Tuesday, March 31, 2009

TWLOHA: Three Years Ago

Three years ago today marks the beginning of what would turn out to be a worldwide movement.
To Write Love On Her Arms [TWLOHA] is a non-profit organisation that seeks to help people deal with depression and self-injury addictions, as well as helping those who have lost loved ones to suicide.
Three years ago today Jon Foreman [which is the only the coolest name for a frontman, ever] from Switchfoot wore a TWLOHA shirt at a sold-out show. The project began as simply selling these shirts for the TWLOHA guys to raise funds to pay for a friend’s treatment. Turns out countless other people were dealing with the same pain and today it has international musicians like Switchfoot and Paramore on board, and even our very own Straatligkinders.
This is just a quick post to salute these guys for great work. Though I have never lost anyone to suicide, my best friend attempted to kill himself last year. This is not me being emo, I am stating a fact. This kind of thing is difficult to deal with- when someone makes us as happy as they do, and at times seems to be the only thing that makes life worth living, we very arrogantly assume that we do the same for them. And suddenly you find out that their life is so dark that even living is not enough to stay alive for. It is hard, but it is also great knowing that there are people out there who want to help, who want to pull people out of the black hole they are sinking into.

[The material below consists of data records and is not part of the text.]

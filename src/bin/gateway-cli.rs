use clap::{Parser, Subcommand};
use reqwest::header::{HeaderMap, HeaderValue, AUTHORIZATION};
use serde_json::{json, Value};

#[derive(Parser)]
#[command(name = "gateway-cli")]
#[command(about = "Command-line client for the vehicle service API gateway", long_about = None)]
struct Cli {
    #[arg(short, long, env = "GATEWAY_URL", default_value = "http://localhost:3000")]
    url: String,

    /// Bearer token sent with every request (as returned by `login`).
    #[arg(short, long, env = "GATEWAY_TOKEN")]
    token: Option<String>,

    #[command(subcommand)]
    command: Commands,
}

#[derive(Subcommand)]
enum Commands {
    /// Gateway liveness
    Health,
    /// Raw Prometheus metrics
    Metrics,
    /// Create an account
    Register {
        #[arg(long)]
        name: String,
        #[arg(long)]
        email: String,
        #[arg(long)]
        password: String,
    },
    /// Log in and print the session token
    Login {
        #[arg(long)]
        email: String,
        #[arg(long)]
        password: String,
    },
    /// Book a service package
    Book {
        #[arg(long)]
        customer: String,
        #[arg(long)]
        package: String,
        #[arg(long)]
        vehicle: String,
        #[arg(long)]
        price: f64,
        /// Included service; repeat for several
        #[arg(long = "service", required = true)]
        services: Vec<String>,
        #[arg(long, default_value = "3 months")]
        validity: String,
        #[arg(long)]
        phone: Option<String>,
        #[arg(long)]
        email: Option<String>,
        #[arg(long)]
        notes: Option<String>,
    },
    /// List all bookings, newest first
    Bookings,
    /// Show one booking
    Booking { id: String },
}

#[tokio::main]
async fn main() -> Result<(), Box<dyn std::error::Error>> {
    let cli = Cli::parse();
    let client = reqwest::Client::new();
    let base = cli.url.trim_end_matches('/');

    let mut headers = HeaderMap::new();
    if let Some(token) = &cli.token {
        headers.insert(
            AUTHORIZATION,
            HeaderValue::from_str(&format!("Bearer {token}"))?,
        );
    }

    match cli.command {
        Commands::Health => {
            let res = client.get(format!("{base}/health")).headers(headers).send().await?;
            print_response(res).await?;
        }
        Commands::Metrics => {
            let res = client.get(format!("{base}/metrics")).headers(headers).send().await?;
            println!("{}", res.text().await?);
        }
        Commands::Register { name, email, password } => {
            let res = client
                .post(format!("{base}/api/register"))
                .headers(headers)
                .json(&json!({ "name": name, "email": email, "password": password }))
                .send()
                .await?;
            print_response(res).await?;
        }
        Commands::Login { email, password } => {
            let res = client
                .post(format!("{base}/api/login"))
                .headers(headers)
                .json(&json!({ "email": email, "password": password }))
                .send()
                .await?;
            print_response(res).await?;
        }
        Commands::Book {
            customer,
            package,
            vehicle,
            price,
            services,
            validity,
            phone,
            email,
            notes,
        } => {
            let res = client
                .post(format!("{base}/api/bookService"))
                .headers(headers)
                .json(&json!({
                    "customerName": customer,
                    "packageName": package,
                    "vehicleType": vehicle,
                    "totalPrice": price,
                    "servicesIncluded": services,
                    "validityPeriod": validity,
                    "contactNumber": phone,
                    "email": email,
                    "notes": notes,
                }))
                .send()
                .await?;
            print_response(res).await?;
        }
        Commands::Bookings => {
            let res = client.get(format!("{base}/api/bookings")).headers(headers).send().await?;
            print_response(res).await?;
        }
        Commands::Booking { id } => {
            // Not routed by the gateway; point --url at the booking service or backend.
            let res = client
                .get(format!("{base}/api/booking/{id}"))
                .headers(headers)
                .send()
                .await?;
            print_response(res).await?;
        }
    }

    Ok(())
}

async fn print_response(res: reqwest::Response) -> Result<(), Box<dyn std::error::Error>> {
    let status = res.status();
    let text = res.text().await?;

    let rendered = match serde_json::from_str::<Value>(&text) {
        Ok(json) => serde_json::to_string_pretty(&json)?,
        Err(_) => text,
    };

    if status.is_success() {
        println!("{rendered}");
    } else {
        eprintln!("Error: server returned status {status}");
        eprintln!("{rendered}");
        std::process::exit(1);
    }
    Ok(())
}
//! Shutdown coordination.

use tokio::sync::broadcast;

use crate::lifecycle::signals::shutdown_signal;

/// Coordinator for graceful shutdown.
///
/// Provides a broadcast channel that servers and background tasks subscribe to.
#[derive(Clone)]
pub struct Shutdown {
    tx: broadcast::Sender<()>,
}

impl Shutdown {
    pub fn new() -> Self {
        let (tx, _) = broadcast::channel(1);
        Self { tx }
    }

    /// Subscribe to the shutdown signal.
    pub fn subscribe(&self) -> broadcast::Receiver<()> {
        self.tx.subscribe()
    }

    /// Trigger the shutdown signal.
    pub fn trigger(&self) {
        let _ = self.tx.send(());
    }

    /// Number of subscribers still waiting.
    pub fn receiver_count(&self) -> usize {
        self.tx.receiver_count()
    }

    /// Trigger once the process receives Ctrl+C or SIGTERM.
    pub fn trigger_on_signal(&self) {
        let this = self.clone();
        tokio::spawn(async move {
            shutdown_signal().await;
            this.trigger();
        });
    }
}

impl Default for Shutdown {
    fn default() -> Self {
        Self::new()
    }
}

#[cfg(test)]
mod tests {
    use super::*;

    #[tokio::test]
    async fn test_trigger_reaches_every_subscriber() {
        let shutdown = Shutdown::new();
        let mut a = shutdown.subscribe();
        let mut b = shutdown.subscribe();
        assert_eq!(shutdown.receiver_count(), 2);

        shutdown.trigger();
        assert!(a.recv().await.is_ok());
        assert!(b.recv().await.is_ok());
    }
}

TWLOHA believes a better life is possible. They have responded to more than 80 000 messages from people worldwide, and they’re certainly not stopping there…
Check out their myspace or their website: http://www.twloha.com/.
Below is the telling of how it all started, from their website:
Pedro the Lion is loud in the speakers, and the city waits just outside our open windows. She sits and sings, legs crossed in the passenger seat, her pretty voice hiding in the volume. Music is a safe place and Pedro is her favorite. It hits me that she won't see this skyline for several weeks, and we will be without her. I lean forward, knowing this will be written, and I ask what she'd say if her story had an audience. She smiles. "Tell them to look up. Tell them to remember the stars."
I would rather write her a song, because songs don't wait to resolve, and because songs mean so much to her. Stories wait for endings, but songs are brave things bold enough to sing when all they know is darkness. These words, like most words, will be written next to midnight, between hurricane and harbor, as both claim to save her.
Renee is 19. When I meet her, cocaine is fresh in her system. She hasn't slept in 36 hours and she won't for another 24. It is a familiar blur of coke, pot, pills and alcohol. She has agreed to meet us, to listen and to let us pray. We ask Renee to come with us, to leave this broken night. She says she'll go to rehab tomorrow, but she isn't ready now. It is too great a change. We pray and say goodbye and it is hard to leave without her.
She has known such great pain; haunted dreams as a child, the near-constant presence of evil ever since. She has felt the touch of awful naked men, battled depression and addiction, and attempted suicide. Her arms remember razor blades, fifty scars that speak of self-inflicted wounds. Six hours after I meet her, she is feeling trapped, two groups of "friends" offering opposite ideas. Everyone is asleep. The sun is rising. She drinks long from a bottle of liquor, takes a razor blade from the table and locks herself in the bathroom. She cuts herself, using the blade to write "FUCK UP" large across her left forearm.
The nurse at the treatment center finds the wound several hours later. The center has no detox, names her too great a risk, and does not accept her. For the next five days, she is ours to love. We become her hospital and the possibility of healing fills our living room with life. It is unspoken and there are only a few of us, but we will be her church, the body of Christ coming alive to meet her needs, to write love on her arms.
She is full of contrast, more alive and closer to death than anyone I've known, like a Johnny Cash song or some theatre star. She owns attitude and humor beyond her 19 years, and when she tells me her story, she is humble and quiet and kind, shaped by the pain of a hundred lifetimes. I sit privileged but breaking as she shares. Her life has been so dark yet there is some soft hope in her words, and on consecutive evenings, I watch the prettiest girls in the room tell her that she's beautiful. I think it's God reminding her.
I've never walked this road, but I decide that if we're going to run a five-day rehab, it is going to be the coolest in the country. It is going to be rock and roll. We start with the basics; lots of fun, too much Starbucks and way too many cigarettes.